10 young adult books offer up Halloween season flair

Deseret News

Published: Saturday, Oct. 19 2013 8:00 a.m. MDT

Garner has created a delicious sci-fi tale worth devouring. Overall a compelling tale about family, "Contaminated" contains brief descriptions of violence. It also has some references to making out but has no swearing.

— Miranda Lotz


"BATTLE LINES: A Department 19 Novel," by Will Hill, Razorbill, $18.99, 591 pages (f) (ages 14 and up)

"Battle Lines" by Will Hill is the third installment in the Department 19 series and is an enthralling book that will satisfy fans of the series.

The book begins with an explosive prologue that documents the escape of a patient in the hospital. This patient is vicious and attacks everything in his way.

This is the start of a global attack on prisons and hospitals that releases all of the inmates and turns them into vampires.

In the meantime, Jaime Carpenter has to stop the attack by training an elite new squad that operates under the name Department 19.

"Department 19" has scenes that include graphic violence and mild language.

— Shelby Scoffield


"THORNHILL: A Hemlock Novel," by Kathleen Peacock, Katherine Tegen Books, $17.99, 342 pages (f) (ages 14 and up)

"Thornhill," this second book in Kathleen Peacock's Hemlock series, has many twists and turns that keep it riveting until the very end.

Mackenzie "Mac" Dobson leaves Hemlock to search for her werewolf friend Kyle with her best friend's ghost and boyfriend, Jason. They are reunited, but a raid leaves them trapped in Thornhill and they have to find a way out before hidden secrets threaten them.

Peacock creates characters that enthrall and are easy to root for.

The first page has a sexual allusion, but it by no means sets the tone for the rest of the book.

— Abigail Holt


"DEMONOSITY," by Amanda Ashby, Speak, $8.99, 341 pages (f) (ages 14 and up)

"Demonosity" is a delightful novel of teenage angst, love and deception told through the eyes of 16-year-old high school student Cassidy Carter-Lewis.

Cassidy is tasked with protecting a force called the Black Rose from an onslaught of demons who wish to possess the power. Thomas de la Croix, a man who has sworn to protect the Rose, projects himself forward in time to help her. Simultaneously, she has to juggle a high school play and men. One man in particular, Travis, becomes entangled in the story and provides an intriguing twist.
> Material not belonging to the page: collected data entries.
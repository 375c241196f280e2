use std::collections::BTreeMap;

use tracing::info;

use crate::config::MonitoringConfig;
use crate::models::{Alert, Category, Deviation, ExportTable, IndicatorKind, Severity};

/// Collects alerts, applying zone escalation on the way in.
struct AlertSink<'a> {
    config: &'a MonitoringConfig,
    alerts: Vec<Alert>,
}

impl<'a> AlertSink<'a> {
    fn new(config: &'a MonitoringConfig) -> Self {
        Self {
            config,
            alerts: Vec::new(),
        }
    }

    fn emit(&mut self, mut alert: Alert) {
        if alert.severity == Severity::Moderate && self.config.escalates(&alert.zone) {
            alert.severity = Severity::High;
            alert.escalation = Some(format!("Escalated: MODERATE in {} -> HIGH", alert.zone));
        }
        self.alerts.push(alert);
    }

    fn base(zone: &str, indicator: &str, severity: Severity) -> Alert {
        Alert {
            zone: zone.to_string(),
            indicator: indicator.to_string(),
            severity,
            deviation_pct: None,
            current: None,
            baseline: None,
            detail: None,
            escalation: None,
        }
    }
}

pub fn vegetation_severity(deviation_pct: f64, config: &MonitoringConfig) -> Option<Severity> {
    let thresholds = &config.thresholds;
    if deviation_pct <= thresholds.ndvi_evi_high {
        Some(Severity::High)
    } else if deviation_pct <= thresholds.ndvi_evi_moderate {
        Some(Severity::Moderate)
    } else {
        None
    }
}

fn vegetation_alerts(deviations: &[Deviation], sink: &mut AlertSink<'_>) {
    for deviation in deviations {
        let label = match deviation.kind {
            IndicatorKind::Ndvi => "NDVI",
            IndicatorKind::Evi => "EVI",
            _ => continue,
        };
        let Some(pct) = deviation.deviation_pct else {
            continue;
        };
        let Some(severity) = vegetation_severity(pct, sink.config) else {
            continue;
        };

        let mut alert = AlertSink::base(&deviation.zone, label, severity);
        alert.deviation_pct = Some(pct);
        alert.current = deviation.current;
        alert.baseline = deviation.baseline;
        sink.emit(alert);
    }
}

fn fire_alerts(fire: &ExportTable, sink: &mut AlertSink<'_>) {
    let detection_columns: Vec<&str> = fire
        .columns
        .iter()
        .filter(|column| column.kind == IndicatorKind::FireDetection)
        .map(|column| column.name.as_str())
        .collect();

    for record in &fire.records {
        for column in &detection_columns {
            let Some(detections) = record.values.get(*column).and_then(|cell| cell.as_number()) else {
                continue;
            };
            if detections > 0.0 {
                let mut alert = AlertSink::base(&record.zone, "Active Fire", Severity::High);
                alert.detail = Some(format!("Fire detections: {}", detections.trunc() as i64));
                sink.emit(alert);
            }
        }
    }
}

fn climate_alerts(deviations: &[Deviation], sink: &mut AlertSink<'_>) {
    let config = sink.config;
    let thresholds = &config.thresholds;

    for deviation in deviations {
        match deviation.kind {
            IndicatorKind::Rainfall => {
                let Some(pct) = deviation.deviation_pct else {
                    continue;
                };
                if pct <= thresholds.rainfall_deficit_pct {
                    let mut alert = AlertSink::base(&deviation.zone, "Rainfall Deficit", Severity::High);
                    alert.deviation_pct = Some(pct);
                    alert.detail = Some(format!(
                        "Drought watch: >{}% deficit vs 30-yr mean",
                        thresholds.rainfall_deficit_pct.abs()
                    ));
                    sink.emit(alert);
                }
            }
            IndicatorKind::LandSurfaceTemperature => {
                let (Some(current), Some(baseline)) = (deviation.current, deviation.baseline) else {
                    continue;
                };
                let anomaly = current - baseline;
                if anomaly > thresholds.lst_anomaly_c {
                    let mut alert =
                        AlertSink::base(&deviation.zone, "Land Surface Temperature", Severity::Moderate);
                    alert.detail = Some(format!("LST anomaly: +{anomaly:.1}°C above baseline"));
                    sink.emit(alert);
                }
            }
            _ => {}
        }
    }
}

/// Stable ordering with HIGH alerts ahead of the rest.
pub fn sort_high_first(alerts: &mut [Alert]) {
    alerts.sort_by_key(|alert| alert.severity != Severity::High);
}

/// Applies every rule family to the computed deviations and the raw fire
/// export. Families fire independently; the result is HIGH-first.
pub fn detect_alerts(
    tables: &BTreeMap<Category, ExportTable>,
    deviations: &[Deviation],
    config: &MonitoringConfig,
) -> Vec<Alert> {
    let mut sink = AlertSink::new(config);

    vegetation_alerts(deviations, &mut sink);
    if let Some(fire) = tables.get(&Category::Fire) {
        fire_alerts(fire, &mut sink);
    }
    climate_alerts(deviations, &mut sink);

    let mut alerts = sink.alerts;
    sort_high_first(&mut alerts);
    info!(alerts = alerts.len(), "generated alerts");
    alerts
}

#[cfg(test)]
mod tests {
    use super::*;
    use crate::models::{Cell, Record, RowPeriod, TableColumn};

    fn deviation(zone: &str, indicator: &str, current: f64, baseline: f64, pct: Option<f64>) -> Deviation {
        Deviation {
            zone: zone.to_string(),
            indicator: indicator.to_string(),
            kind: IndicatorKind::classify(indicator),
            current: Some(current),
            baseline: Some(baseline),
            deviation_pct: pct,
        }
    }

    fn fire_table(rows: &[(&str, Option<f64>)]) -> BTreeMap<Category, ExportTable> {
        let records = rows
            .iter()
            .map(|(zone, count)| Record {
                zone: zone.to_string(),
                indicator: "firms_active".to_string(),
                year: 2026,
                month: 1,
                period: RowPeriod::Other,
                values: [
                    ("fire_count".to_string(), count.map_or(Cell::Null, Cell::Number)),
                    ("burned_area_ha".to_string(), Cell::Number(120.0)),
                ]
                .into_iter()
                .collect(),
            })
            .collect();
        let columns = ["fire_count", "burned_area_ha"]
            .iter()
            .map(|name| TableColumn {
                name: name.to_string(),
                kind: IndicatorKind::classify(name),
                numeric: true,
            })
            .collect();
        BTreeMap::from([(
            Category::Fire,
            ExportTable {
                category: Category::Fire,
                columns,
                records,
            },
        )])
    }

    fn config() -> MonitoringConfig {
        MonitoringConfig::default()
    }

    #[test]
    fn ndvi_drop_beyond_high_threshold_is_high() {
        let alerts = detect_alerts(
            &BTreeMap::new(),
            &[deviation("Usangu GR", "NDVI_mean", 0.42, 0.60, Some(-30.0))],
            &config(),
        );
        assert_eq!(alerts.len(), 1);
        assert_eq!(alerts[0].indicator, "NDVI");
        assert_eq!(alerts[0].severity, Severity::High);
        assert_eq!(alerts[0].deviation_pct, Some(-30.0));
        assert_eq!(alerts[0].escalation, None);
    }

    #[test]
    fn thresholds_are_inclusive() {
        let config = config();
        assert_eq!(vegetation_severity(-25.0, &config), Some(Severity::High));
        assert_eq!(vegetation_severity(-24.9, &config), Some(Severity::Moderate));
        assert_eq!(vegetation_severity(-15.0, &config), Some(Severity::Moderate));
        assert_eq!(vegetation_severity(-14.9, &config), None);
    }

    #[test]
    fn moderate_in_escalating_zone_becomes_high() {
        let deviations = [
            deviation("Ihefu Core", "EVI_mean", 0.41, 0.5, Some(-18.0)),
            deviation("Usangu GR", "EVI_mean", 0.41, 0.5, Some(-18.0)),
        ];
        let alerts = detect_alerts(&BTreeMap::new(), &deviations, &config());

        let ihefu = alerts.iter().find(|a| a.zone == "Ihefu Core").unwrap();
        assert_eq!(ihefu.severity, Severity::High);
        assert_eq!(
            ihefu.escalation.as_deref(),
            Some("Escalated: MODERATE in Ihefu Core -> HIGH")
        );

        let usangu = alerts.iter().find(|a| a.zone == "Usangu GR").unwrap();
        assert_eq!(usangu.severity, Severity::Moderate);
        assert_eq!(usangu.escalation, None);
    }

    #[test]
    fn dispersion_and_null_deviations_are_ignored() {
        let alerts = detect_alerts(
            &BTreeMap::new(),
            &[
                deviation("Usangu GR", "NDVI_stdDev", 0.01, 0.1, Some(-90.0)),
                deviation("Usangu GR", "NDVI_mean", 0.4, 0.0, None),
            ],
            &config(),
        );
        assert!(alerts.is_empty());
    }

    #[test]
    fn each_positive_fire_count_is_high() {
        let tables = fire_table(&[("Nyerere NP", Some(3.0)), ("Usangu GR", Some(0.0)), ("Ihefu Core", None)]);
        let alerts = detect_alerts(&tables, &[], &config());
        assert_eq!(alerts.len(), 1);
        assert_eq!(alerts[0].zone, "Nyerere NP");
        assert_eq!(alerts[0].indicator, "Active Fire");
        assert_eq!(alerts[0].severity, Severity::High);
        assert_eq!(alerts[0].detail.as_deref(), Some("Fire detections: 3"));
    }

    #[test]
    fn rainfall_deficit_is_high() {
        let alerts = detect_alerts(
            &BTreeMap::new(),
            &[
                deviation("Nyerere NP", "rainfall_mm", 55.0, 100.0, Some(-45.0)),
                deviation("Usangu GR", "rainfall_mm", 65.0, 100.0, Some(-35.0)),
            ],
            &config(),
        );
        assert_eq!(alerts.len(), 1);
        assert_eq!(alerts[0].indicator, "Rainfall Deficit");
        assert_eq!(alerts[0].severity, Severity::High);
        assert!(alerts[0].detail.as_deref().unwrap().contains("40%"));
    }

    #[test]
    fn lst_anomaly_is_moderate_unless_escalated() {
        let alerts = detect_alerts(
            &BTreeMap::new(),
            &[
                deviation("Nyerere NP", "LST_Day_C", 36.5, 33.0, Some(10.6)),
                deviation("Ihefu Core", "LST_Day_C", 34.0, 30.0, Some(13.3)),
                deviation("Usangu GR", "LST_Day_C", 33.0, 30.0, Some(10.0)),
            ],
            &config(),
        );
        assert_eq!(alerts.len(), 2);
        // Escalated HIGH sorts ahead of the MODERATE one.
        assert_eq!(alerts[0].zone, "Ihefu Core");
        assert_eq!(alerts[0].severity, Severity::High);
        assert_eq!(alerts[1].zone, "Nyerere NP");
        assert_eq!(alerts[1].severity, Severity::Moderate);
        assert_eq!(alerts[1].detail.as_deref(), Some("LST anomaly: +3.5°C above baseline"));
    }

    #[test]
    fn escalation_covers_every_rule_family() {
        let deviations = [
            deviation("Ihefu Core", "NDVI_mean", 0.4, 0.5, Some(-20.0)),
            deviation("Ihefu Core", "LST_Day_C", 35.0, 30.0, Some(16.7)),
        ];
        let alerts = detect_alerts(&BTreeMap::new(), &deviations, &config());
        assert_eq!(alerts.len(), 2);
        assert!(alerts.iter().all(|a| a.severity == Severity::High && a.escalation.is_some()));
    }

    #[test]
    fn sort_keeps_detection_order_within_severity() {
        let mut alerts = vec![
            AlertSink::base("A", "LST", Severity::Moderate),
            AlertSink::base("B", "Active Fire", Severity::High),
            AlertSink::base("C", "LST", Severity::Moderate),
            AlertSink::base("D", "NDVI", Severity::High),
        ];
        sort_high_first(&mut alerts);
        let zones: Vec<_> = alerts.iter().map(|a| a.zone.as_str()).collect();
        assert_eq!(zones, vec!["B", "D", "A", "C"]);
    }
}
There is a minimal amount of foul language scattered throughout the book, as well as violence and death.

— Tori Ackerman


"BETWEEN THE DEVIL AND THE DEEP BLUE SEA," by April Genevieve Tucholke, Dial, $17.99, 360 pages (f) (ages 14 and up)

April Genevieve Tucholke's debut young adult novel, "Between the Devil and the Deep Blue Sea," is imaginative, lyrical and downright creepy.

Violet's parents have been in Europe for months, leaving her and her brother alone in the dilapidated White mansion, perched on the edge of a cliff above the sea. Having run out of money for food, Violet decides to rent out the guesthouse.

Enter River, a mysterious boy who shows up with wads of cash, pretty eyes and a talent for telling Violet exactly what she wants to hear. Soon, strange things start happening around town. She knows River has secrets, but she is falling in love.

The content of the book matches its dark tone, depicting many violent and disturbing scenes. There is occasional swearing and multiple references to sex.